ACU historian Dr Miles Pattenden has won the Australasian Centre for Italian Studies (ACIS) 2023 Publication Prize.
The ACIS aims to promote teaching and research in the field of Italian Studies throughout Australasia. It awards the Publication Prize every two years and celebrates a significant contribution to knowledge by an Australasian researcher in the field of Italian Studies.
Dr Pattenden said it was a “great honour” to win the prestigious prize.
The Established Scholar Publication Prize recognised Dr Pattenden’s study titled ‘Papal Rome in Lockdown: Proximities, Temporalities and Emotions during the Im/mobility of the Conclave’, published in I Tatti Studies in the Italian Renaissance.

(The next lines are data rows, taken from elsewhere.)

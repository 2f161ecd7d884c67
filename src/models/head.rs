use burn::nn::PaddingConfig2d;
use burn::nn::conv::{Conv2d, Conv2dConfig};
use burn::{
    module::Module,
    tensor::{Tensor, backend::Backend},
};

use crate::layers::FeatureScale;

/// Per-scale detection head: one convolution predicting box offsets and
/// one predicting class confidences.
///
/// For `k` priors per location and `c` classes, the offset convolution has
/// `4k` output channels and the confidence convolution `ck`; both are 3x3
/// with padding 1, so the head preserves the feature map size and emits
/// one prediction group per cell.
#[derive(Module, Debug)]
pub struct PredictionHead<B: Backend> {
    pub loc: Conv2d<B>,
    pub conf: Conv2d<B>,
    priors_per_location: usize,
}

impl<B: Backend> PredictionHead<B> {
    pub fn new(device: &B::Device, scale: &FeatureScale, num_classes: usize) -> Self {
        let channels = scale.channels();
        let priors = scale.priors_per_location();

        let loc = Conv2dConfig::new([channels, priors * 4], [3, 3])
            .with_padding(PaddingConfig2d::Explicit(1, 1))
            .init(device);
        let conf = Conv2dConfig::new([channels, priors * num_classes], [3, 3])
            .with_padding(PaddingConfig2d::Explicit(1, 1))
            .init(device);

        PredictionHead {
            loc,
            conf,
            priors_per_location: priors,
        }
    }

    pub fn priors_per_location(&self) -> usize {
        self.priors_per_location
    }

    /// Raw `(offsets, confidences)` maps, still in NCHW layout.
    pub fn forward(&self, features: Tensor<B, 4>) -> (Tensor<B, 4>, Tensor<B, 4>) {
        (
            self.loc.forward(features.clone()),
            self.conf.forward(features),
        )
    }
}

Dr Pattenden’s award-winning journal article explored parallels between the experience of isolation experienced during the COVID pandemic and diverse historical settings, including the papal conclave.
“I wanted to show how the issues that faced us in the pandemic were not new,” Dr Pattenden said.
“I drew from my own work on the papal conclave to show how people coped with emotional isolation and discomfort during the lockdown it necessarily imposed.”
The article was based on original research using sources in Italian, Latin, and Spanish in the Vatican and other archives.
It drew on letters and eyewitness accounts including diaries, political treatises and material inventories.
The ACIS Publication Prize adjudicators praised Dr Pattenden’s article as “insightful and beautifully written”.
“This article was deliciously relevant to the themes of pandemic and emotional response,” according to the judging panel.
“Dr Pattenden’s ability to combine microdetail – the smell of the latrine, the sleeping arrangements – with the broad implications of confinement is quite exceptional.”